Saved entries |
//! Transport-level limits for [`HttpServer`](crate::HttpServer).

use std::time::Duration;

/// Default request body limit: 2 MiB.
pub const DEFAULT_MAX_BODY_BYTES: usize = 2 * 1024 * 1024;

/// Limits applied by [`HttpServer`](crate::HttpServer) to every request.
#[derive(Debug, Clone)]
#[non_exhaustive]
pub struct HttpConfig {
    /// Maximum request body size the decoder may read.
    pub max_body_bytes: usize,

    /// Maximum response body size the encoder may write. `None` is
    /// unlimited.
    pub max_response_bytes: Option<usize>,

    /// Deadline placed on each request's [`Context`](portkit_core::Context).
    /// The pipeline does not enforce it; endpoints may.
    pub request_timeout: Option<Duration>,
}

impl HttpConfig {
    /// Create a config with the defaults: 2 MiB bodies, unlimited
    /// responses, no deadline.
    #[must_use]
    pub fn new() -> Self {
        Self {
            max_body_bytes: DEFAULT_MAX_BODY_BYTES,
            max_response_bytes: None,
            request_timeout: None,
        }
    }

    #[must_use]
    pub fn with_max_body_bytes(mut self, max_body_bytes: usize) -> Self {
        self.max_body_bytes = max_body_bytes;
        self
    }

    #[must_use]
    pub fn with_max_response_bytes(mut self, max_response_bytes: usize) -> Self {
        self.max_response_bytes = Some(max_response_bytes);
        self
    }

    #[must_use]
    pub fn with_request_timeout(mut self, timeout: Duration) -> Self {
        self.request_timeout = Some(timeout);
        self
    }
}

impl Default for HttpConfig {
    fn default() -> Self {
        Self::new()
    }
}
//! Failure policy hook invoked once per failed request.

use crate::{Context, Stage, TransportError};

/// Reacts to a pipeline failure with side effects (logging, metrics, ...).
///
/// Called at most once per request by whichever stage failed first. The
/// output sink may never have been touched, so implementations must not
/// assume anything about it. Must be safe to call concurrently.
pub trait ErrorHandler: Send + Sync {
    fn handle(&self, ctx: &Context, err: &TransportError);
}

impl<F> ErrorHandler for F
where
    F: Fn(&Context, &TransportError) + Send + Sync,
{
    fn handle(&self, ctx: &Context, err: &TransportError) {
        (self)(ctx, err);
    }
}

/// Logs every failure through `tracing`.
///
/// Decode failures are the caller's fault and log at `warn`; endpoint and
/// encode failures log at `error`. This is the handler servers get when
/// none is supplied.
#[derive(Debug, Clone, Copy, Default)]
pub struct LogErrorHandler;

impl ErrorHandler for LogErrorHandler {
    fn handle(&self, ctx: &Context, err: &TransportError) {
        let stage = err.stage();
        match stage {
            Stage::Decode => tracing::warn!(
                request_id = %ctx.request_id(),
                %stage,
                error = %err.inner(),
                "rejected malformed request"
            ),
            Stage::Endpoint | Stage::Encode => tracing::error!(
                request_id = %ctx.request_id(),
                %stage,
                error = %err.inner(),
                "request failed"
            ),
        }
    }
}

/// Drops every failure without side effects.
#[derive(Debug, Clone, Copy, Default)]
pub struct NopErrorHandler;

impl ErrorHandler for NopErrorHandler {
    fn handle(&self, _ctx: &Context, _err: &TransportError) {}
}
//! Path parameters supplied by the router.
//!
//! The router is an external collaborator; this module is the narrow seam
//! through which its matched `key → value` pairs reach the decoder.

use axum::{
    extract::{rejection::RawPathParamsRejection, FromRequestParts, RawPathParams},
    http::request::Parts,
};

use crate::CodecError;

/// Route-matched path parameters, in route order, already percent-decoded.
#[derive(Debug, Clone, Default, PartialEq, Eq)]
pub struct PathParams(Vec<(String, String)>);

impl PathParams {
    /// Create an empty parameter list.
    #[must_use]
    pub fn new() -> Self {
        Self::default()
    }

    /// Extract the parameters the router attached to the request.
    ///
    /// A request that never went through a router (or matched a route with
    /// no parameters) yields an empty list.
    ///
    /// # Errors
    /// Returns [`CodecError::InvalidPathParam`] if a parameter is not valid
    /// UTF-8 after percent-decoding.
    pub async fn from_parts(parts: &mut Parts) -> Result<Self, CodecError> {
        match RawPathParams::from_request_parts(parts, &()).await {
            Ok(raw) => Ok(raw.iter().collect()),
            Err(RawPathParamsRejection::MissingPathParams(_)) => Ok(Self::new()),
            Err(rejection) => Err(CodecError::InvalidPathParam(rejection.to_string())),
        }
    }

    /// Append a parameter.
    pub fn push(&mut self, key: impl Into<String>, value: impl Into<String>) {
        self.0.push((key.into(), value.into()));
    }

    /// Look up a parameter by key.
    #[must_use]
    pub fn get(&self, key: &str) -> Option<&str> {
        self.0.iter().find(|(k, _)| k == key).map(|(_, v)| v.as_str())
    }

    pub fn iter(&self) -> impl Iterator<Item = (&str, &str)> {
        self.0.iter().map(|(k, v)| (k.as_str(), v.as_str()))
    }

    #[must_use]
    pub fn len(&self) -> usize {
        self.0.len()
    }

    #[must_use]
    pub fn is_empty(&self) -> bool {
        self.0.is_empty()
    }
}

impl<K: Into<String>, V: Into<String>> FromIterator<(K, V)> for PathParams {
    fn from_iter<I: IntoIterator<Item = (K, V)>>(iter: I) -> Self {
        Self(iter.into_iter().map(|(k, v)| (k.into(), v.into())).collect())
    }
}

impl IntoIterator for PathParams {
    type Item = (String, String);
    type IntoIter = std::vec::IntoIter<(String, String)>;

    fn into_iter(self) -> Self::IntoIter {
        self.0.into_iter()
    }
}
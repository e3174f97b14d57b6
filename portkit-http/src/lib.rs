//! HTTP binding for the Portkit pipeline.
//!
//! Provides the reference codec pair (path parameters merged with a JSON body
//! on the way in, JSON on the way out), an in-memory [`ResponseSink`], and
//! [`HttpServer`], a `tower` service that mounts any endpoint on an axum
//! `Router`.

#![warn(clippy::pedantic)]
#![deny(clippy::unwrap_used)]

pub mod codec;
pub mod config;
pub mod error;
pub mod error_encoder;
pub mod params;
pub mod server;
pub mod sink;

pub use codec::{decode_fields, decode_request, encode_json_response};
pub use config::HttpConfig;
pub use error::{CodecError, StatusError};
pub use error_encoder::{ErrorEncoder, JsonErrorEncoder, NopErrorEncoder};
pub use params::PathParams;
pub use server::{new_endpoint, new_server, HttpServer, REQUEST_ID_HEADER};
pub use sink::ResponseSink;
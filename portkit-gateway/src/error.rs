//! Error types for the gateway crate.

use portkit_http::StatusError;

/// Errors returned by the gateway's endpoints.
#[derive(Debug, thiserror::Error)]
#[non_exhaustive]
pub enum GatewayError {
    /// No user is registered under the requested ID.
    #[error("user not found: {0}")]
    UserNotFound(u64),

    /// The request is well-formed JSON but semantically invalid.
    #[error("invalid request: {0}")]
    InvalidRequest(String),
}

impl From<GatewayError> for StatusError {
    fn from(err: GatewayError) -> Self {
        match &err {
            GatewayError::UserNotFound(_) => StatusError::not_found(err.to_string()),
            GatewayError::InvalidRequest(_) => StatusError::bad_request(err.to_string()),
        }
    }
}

--

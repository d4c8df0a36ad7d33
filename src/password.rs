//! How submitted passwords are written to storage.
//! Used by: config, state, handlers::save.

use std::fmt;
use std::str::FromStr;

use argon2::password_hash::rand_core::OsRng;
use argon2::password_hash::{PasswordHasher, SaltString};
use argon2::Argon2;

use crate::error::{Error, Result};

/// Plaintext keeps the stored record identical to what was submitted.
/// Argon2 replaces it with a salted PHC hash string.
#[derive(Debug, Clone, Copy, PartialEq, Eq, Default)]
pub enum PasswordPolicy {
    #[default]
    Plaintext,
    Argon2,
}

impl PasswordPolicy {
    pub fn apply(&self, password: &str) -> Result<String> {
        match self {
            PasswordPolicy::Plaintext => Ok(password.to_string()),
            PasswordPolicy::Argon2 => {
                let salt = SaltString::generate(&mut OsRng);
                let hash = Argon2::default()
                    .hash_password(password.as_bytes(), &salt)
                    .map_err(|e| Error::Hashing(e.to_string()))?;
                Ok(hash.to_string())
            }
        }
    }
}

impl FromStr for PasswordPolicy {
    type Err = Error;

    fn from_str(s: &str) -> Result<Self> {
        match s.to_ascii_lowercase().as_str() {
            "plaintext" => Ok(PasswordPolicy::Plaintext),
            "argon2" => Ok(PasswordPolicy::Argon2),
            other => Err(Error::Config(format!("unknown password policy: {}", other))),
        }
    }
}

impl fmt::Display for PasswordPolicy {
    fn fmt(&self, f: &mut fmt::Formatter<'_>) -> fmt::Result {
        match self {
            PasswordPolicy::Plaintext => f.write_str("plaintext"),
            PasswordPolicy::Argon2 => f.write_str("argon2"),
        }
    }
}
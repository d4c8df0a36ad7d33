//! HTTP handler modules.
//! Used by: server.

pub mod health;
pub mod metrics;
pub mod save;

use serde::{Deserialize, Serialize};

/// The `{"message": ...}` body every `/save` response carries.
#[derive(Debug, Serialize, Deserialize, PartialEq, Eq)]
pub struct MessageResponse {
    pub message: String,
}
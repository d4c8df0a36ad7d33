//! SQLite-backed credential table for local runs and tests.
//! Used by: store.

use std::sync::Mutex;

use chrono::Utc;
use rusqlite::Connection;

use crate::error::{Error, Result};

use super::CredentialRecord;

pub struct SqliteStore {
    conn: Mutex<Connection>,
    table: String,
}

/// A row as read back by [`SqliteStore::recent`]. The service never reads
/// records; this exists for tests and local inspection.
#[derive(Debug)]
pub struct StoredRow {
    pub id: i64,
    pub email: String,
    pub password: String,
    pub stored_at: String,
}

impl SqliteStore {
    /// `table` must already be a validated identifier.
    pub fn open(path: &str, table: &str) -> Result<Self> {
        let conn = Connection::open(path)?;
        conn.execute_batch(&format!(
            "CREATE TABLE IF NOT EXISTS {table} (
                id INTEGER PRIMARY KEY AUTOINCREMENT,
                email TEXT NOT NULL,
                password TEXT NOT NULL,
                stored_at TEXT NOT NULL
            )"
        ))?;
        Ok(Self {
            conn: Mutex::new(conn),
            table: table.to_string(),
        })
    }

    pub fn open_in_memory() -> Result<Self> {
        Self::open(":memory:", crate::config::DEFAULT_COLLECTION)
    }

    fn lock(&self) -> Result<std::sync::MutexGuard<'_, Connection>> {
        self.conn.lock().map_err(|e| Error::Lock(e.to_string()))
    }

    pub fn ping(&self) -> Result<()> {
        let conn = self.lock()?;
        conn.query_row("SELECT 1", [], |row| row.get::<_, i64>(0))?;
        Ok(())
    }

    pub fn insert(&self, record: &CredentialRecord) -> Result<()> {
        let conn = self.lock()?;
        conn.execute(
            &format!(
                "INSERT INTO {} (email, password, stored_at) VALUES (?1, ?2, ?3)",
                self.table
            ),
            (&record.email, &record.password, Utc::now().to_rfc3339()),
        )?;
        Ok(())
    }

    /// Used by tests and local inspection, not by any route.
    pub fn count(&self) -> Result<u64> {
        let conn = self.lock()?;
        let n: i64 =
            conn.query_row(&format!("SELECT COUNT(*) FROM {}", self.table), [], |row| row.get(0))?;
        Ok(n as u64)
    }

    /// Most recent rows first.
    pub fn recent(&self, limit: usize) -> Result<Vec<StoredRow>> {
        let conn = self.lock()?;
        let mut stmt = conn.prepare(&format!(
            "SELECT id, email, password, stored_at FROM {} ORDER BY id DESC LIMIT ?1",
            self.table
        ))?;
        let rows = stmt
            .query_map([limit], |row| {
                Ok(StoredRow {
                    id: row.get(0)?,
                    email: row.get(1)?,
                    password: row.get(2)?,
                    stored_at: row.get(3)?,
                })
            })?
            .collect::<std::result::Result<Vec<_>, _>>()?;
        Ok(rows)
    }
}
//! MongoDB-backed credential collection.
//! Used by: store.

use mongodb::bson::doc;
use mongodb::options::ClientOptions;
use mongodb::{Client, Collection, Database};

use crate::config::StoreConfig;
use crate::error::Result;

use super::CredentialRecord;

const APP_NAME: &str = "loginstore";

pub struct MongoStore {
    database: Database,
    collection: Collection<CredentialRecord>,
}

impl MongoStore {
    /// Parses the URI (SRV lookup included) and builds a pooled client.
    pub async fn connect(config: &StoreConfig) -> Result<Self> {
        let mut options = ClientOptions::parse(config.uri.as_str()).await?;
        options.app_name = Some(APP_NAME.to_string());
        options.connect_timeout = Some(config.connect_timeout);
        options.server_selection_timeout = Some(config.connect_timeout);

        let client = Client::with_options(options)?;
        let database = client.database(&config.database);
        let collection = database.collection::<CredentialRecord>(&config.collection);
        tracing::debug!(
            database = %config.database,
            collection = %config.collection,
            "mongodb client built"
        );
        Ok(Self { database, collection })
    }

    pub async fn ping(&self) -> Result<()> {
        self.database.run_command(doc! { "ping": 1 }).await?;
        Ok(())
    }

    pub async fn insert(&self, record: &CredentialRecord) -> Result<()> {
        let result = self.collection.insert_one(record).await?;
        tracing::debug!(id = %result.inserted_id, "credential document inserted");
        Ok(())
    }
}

Task statement |
Find each line in the data above with the word "IntoIterator", then copy it.

Written reply |
    fn from_iter<I: IntoIterator<Item = (K, V)>>(iter: I) -> Self {
impl IntoIterator for PathParams {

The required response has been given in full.